People didn't know about air until the 18th century, and so the idea that you might not be able to breathe in space came later than that.
Okay. So what? What does air in space have to do with there being stars? Hell, what does knowing that the sun is just a star have to do with knowing there are stars?
The medieval Arabic astronomers who named a huge chunk of the stars named before the 18th century knew that stars were objects separate from the Earth, that moved around outside the Earth, and weren’t like, holes in a dome above the Earth or whatever.
There is a story, I believe Chinese in origin, one of the oldest written stories, about someone traveling to the moon in a vehicle.
Space Opera does not require science. It requires space, stars, the ability to navigate by and to stars, etc. It doesn’t require not being able to breath in space.
Who is familiar with which tropes depends on what group of people you are talking about. People who like steampunk are familiar with steampunk tropes. "Aether" was only science for a relatively short period of time, as evidence mounted that Newton was wrong about light and Huygens was right. Everyone knows waves require a medium to propagate, right?
Completely irrelevant. What matters is that it’s an idea with traction amongst people who know anything about steampunk and things related to it.
The advantage of "Astral" was it was popularised by the 1960s counterculture, and was never science. Since it was never science, it is not subject to being disproved, and therefore can never replaced by something else.
Being disproven is irrelevant to any of this. It isn’t science fiction, it’s fantasy.
People didn’t bounce off Spelljammer because the phlogiston is old disproven science. They bounced off it, in part, because the phlogiston is a weird, unfamiliar, and fairly hokey, idea that has absolutely nothing to do with being able to leave a home world in a ship and navigate to a distant star and then physically travel there. They bounced off it because it insisted on using the basic ideas of D&D cosmology like the crystal spheres instead of letting worlds just be physical objects in a vast expanse.
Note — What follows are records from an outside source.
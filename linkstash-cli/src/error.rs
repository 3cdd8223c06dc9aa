//! Error handling for the linkstash CLI
//!
//! Preserves error context while mapping failures onto process exit codes.

use std::error::Error;
use std::fmt;

use crate::cli_builder::GenerationError;
use crate::exit_codes::{EXIT_ERROR, EXIT_SUCCESS};
use crate::query::ConversionError;

/// CLI-specific result type that preserves error information
pub type CliResult<T> = Result<T, CliError>;

/// CLI error type that includes both error information and suggested exit code
#[derive(Debug)]
pub struct CliError {
    pub message: String,
    pub exit_code: i32,
    pub source: Option<Box<dyn Error + Send + Sync>>,
}

impl CliError {
    /// Create a new CLI error with a message and exit code
    pub fn new(message: impl Into<String>, exit_code: i32) -> Self {
        Self {
            message: message.into(),
            exit_code,
            source: None,
        }
    }

    /// Get the full error chain as a formatted string
    pub fn full_chain(&self) -> String {
        let mut result = self.message.clone();

        let mut current_source = self.source();
        while let Some(err) = current_source {
            result.push_str(&format!("\n  Caused by: {err}"));
            current_source = err.source();
        }

        result
    }
}

impl fmt::Display for CliError {
    fn fmt(&self, f: &mut fmt::Formatter<'_>) -> fmt::Result {
        write!(f, "{}", self.message)
    }
}

impl Error for CliError {
    fn source(&self) -> Option<&(dyn Error + 'static)> {
        self.source
            .as_ref()
            .map(|e| e.as_ref() as &(dyn Error + 'static))
    }
}

/// A malformed catalog entry is a data bug: fatal, reported with the
/// offending registration.
impl From<GenerationError> for CliError {
    fn from(error: GenerationError) -> Self {
        Self {
            message: error.to_string(),
            exit_code: EXIT_ERROR,
            source: Some(Box::new(error)),
        }
    }
}

impl From<ConversionError> for CliError {
    fn from(error: ConversionError) -> Self {
        Self {
            message: error.to_string(),
            exit_code: EXIT_ERROR,
            source: Some(Box::new(error)),
        }
    }
}

/// Convert a CliResult to an exit code, printing the full error chain if needed
pub fn handle_cli_result<T>(result: CliResult<T>) -> i32 {
    match result {
        Ok(_) => EXIT_SUCCESS,
        Err(e) => {
            tracing::error!("Error: {}", e.full_chain());
            eprintln!("{e}");
            e.exit_code
        }
    }
}

#[cfg(test)]
mod tests {
    use super::*;

    #[test]
    fn full_chain_includes_the_source() {
        let matches = clap::Command::new("test")
            .try_get_matches_from(["test"])
            .unwrap();
        let source = ConversionError::Extraction {
            name: "param1".to_string(),
            source: matches.try_get_one::<String>("param1").unwrap_err(),
        };
        let error = CliError {
            message: "request composition failed".to_string(),
            exit_code: EXIT_ERROR,
            source: Some(Box::new(source)),
        };

        let chain = error.full_chain();
        assert!(chain.starts_with("request composition failed"));
        assert!(chain.contains("Caused by:"));
    }

    #[test]
    fn handle_cli_result_maps_ok_to_success() {
        assert_eq!(handle_cli_result(Ok(())), EXIT_SUCCESS);
    }

    #[test]
    fn handle_cli_result_returns_the_error_code() {
        let result: CliResult<()> = Err(CliError::new("boom", EXIT_ERROR));
        assert_eq!(handle_cli_result(result), EXIT_ERROR);
    }
}
//! Built-in catalog of bookmarking-service endpoints
//!
//! The static metadata table the CLI bootstrap iterates. One entry per API
//! operation: instance info, bookmark CRUD, and tag management.

use crate::endpoint::{Endpoint, EndpointCatalog, Method};
use crate::spec::{Cardinality, ParamSpec, ValueType};

impl EndpointCatalog {
    /// The embedded table of known service endpoints, in display order.
    pub fn builtin() -> Self {
        let mut catalog = EndpointCatalog::new();

        catalog.insert(
            "get-info",
            Endpoint::new(Method::Get, "info", "Get information about this instance"),
        );

        catalog.insert(
            "get-links",
            Endpoint::new(Method::Get, "links", "Get the list of bookmarks")
                .with_param(
                    "offset",
                    ParamSpec::new()
                        .with_help("Offset from which to start listing bookmarks")
                        .with_type(ValueType::Integer),
                )
                .with_param(
                    "limit",
                    ParamSpec::new().with_help("Number of bookmarks to retrieve, or 'all'"),
                )
                .with_param(
                    "searchterm",
                    ParamSpec::new()
                        .with_help("Search terms across all bookmark fields")
                        .with_cardinality(Cardinality::OneOrMore),
                )
                .with_param(
                    "searchtags",
                    ParamSpec::new()
                        .with_help("Tags the bookmarks must carry")
                        .with_cardinality(Cardinality::OneOrMore),
                )
                .with_param(
                    "visibility",
                    ParamSpec::new()
                        .with_help("Filter bookmarks by visibility")
                        .with_choices(["all", "private", "public"]),
                ),
        );

        catalog.insert(
            "post-link",
            Endpoint::new(Method::Post, "links", "Create a new bookmark")
                .with_param("url", ParamSpec::new().with_help("URL of the page to bookmark"))
                .with_param("title", ParamSpec::new().with_help("Title of the bookmark"))
                .with_param(
                    "description",
                    ParamSpec::new().with_help("Descriptive text for the bookmark"),
                )
                .with_param(
                    "tags",
                    ParamSpec::new()
                        .with_help("Tags attached to the bookmark")
                        .with_cardinality(Cardinality::OneOrMore),
                )
                .with_param(
                    "private",
                    ParamSpec::new()
                        .with_help("Keep the bookmark private")
                        .with_type(ValueType::Boolean),
                ),
        );

        catalog.insert(
            "put-link",
            Endpoint::new(Method::Put, "links", "Update an existing bookmark")
                .with_resource(
                    ParamSpec::new()
                        .with_help("Identifier of the bookmark to update")
                        .with_type(ValueType::Integer),
                )
                .with_param("url", ParamSpec::new().with_help("URL of the page to bookmark"))
                .with_param("title", ParamSpec::new().with_help("Title of the bookmark"))
                .with_param(
                    "description",
                    ParamSpec::new().with_help("Descriptive text for the bookmark"),
                )
                .with_param(
                    "tags",
                    ParamSpec::new()
                        .with_help("Tags attached to the bookmark")
                        .with_cardinality(Cardinality::OneOrMore),
                )
                .with_param(
                    "private",
                    ParamSpec::new()
                        .with_help("Keep the bookmark private")
                        .with_type(ValueType::Boolean),
                ),
        );

        catalog.insert(
            "delete-link",
            Endpoint::new(Method::Delete, "links", "Delete a bookmark").with_resource(
                ParamSpec::new()
                    .with_help("Identifier of the bookmark to delete")
                    .with_type(ValueType::Integer),
            ),
        );

        catalog.insert(
            "get-tags",
            Endpoint::new(Method::Get, "tags", "Get the list of tags")
                .with_param(
                    "offset",
                    ParamSpec::new()
                        .with_help("Offset from which to start listing tags")
                        .with_type(ValueType::Integer),
                )
                .with_param(
                    "limit",
                    ParamSpec::new().with_help("Number of tags to retrieve, or 'all'"),
                ),
        );

        catalog.insert(
            "get-tag",
            Endpoint::new(Method::Get, "tags", "Get a single tag")
                .with_resource(ParamSpec::new().with_help("Name of the tag")),
        );

        catalog.insert(
            "put-tag",
            Endpoint::new(Method::Put, "tags", "Rename a tag")
                .with_resource(ParamSpec::new().with_help("Tag to rename"))
                .with_param("name", ParamSpec::new().with_help("New name for the tag")),
        );

        catalog.insert(
            "delete-tag",
            Endpoint::new(Method::Delete, "tags", "Delete a tag")
                .with_resource(ParamSpec::new().with_help("Tag to delete")),
        );

        catalog
    }
}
Beinf able to breath in space or not doesn’t matter
at all. It’s purely a choice to make based on aesthetic and what things you want to be possible without special equipment. In my game setting I chose to have a special gas that seems to collect around stars and other large gravity wells, and know one knows yet how it’s generated, that can be used to power magitech devices like “Aether ships”, and can be breathed by nearly all life forms because it’s magic gas. Because that made some fun stuff possible in the setting, and fit the aesthetic I wanted, of a galaxy somewhere between steampunk and Flash Gordon, with elements of Star Wars and Treasure Planet and Final Fantasy.
And it works because all of it is either familiar or easy to grok and
use in play for most nerds and even a lot of people who aren’t especially nerdy, not because it avoids disproven science.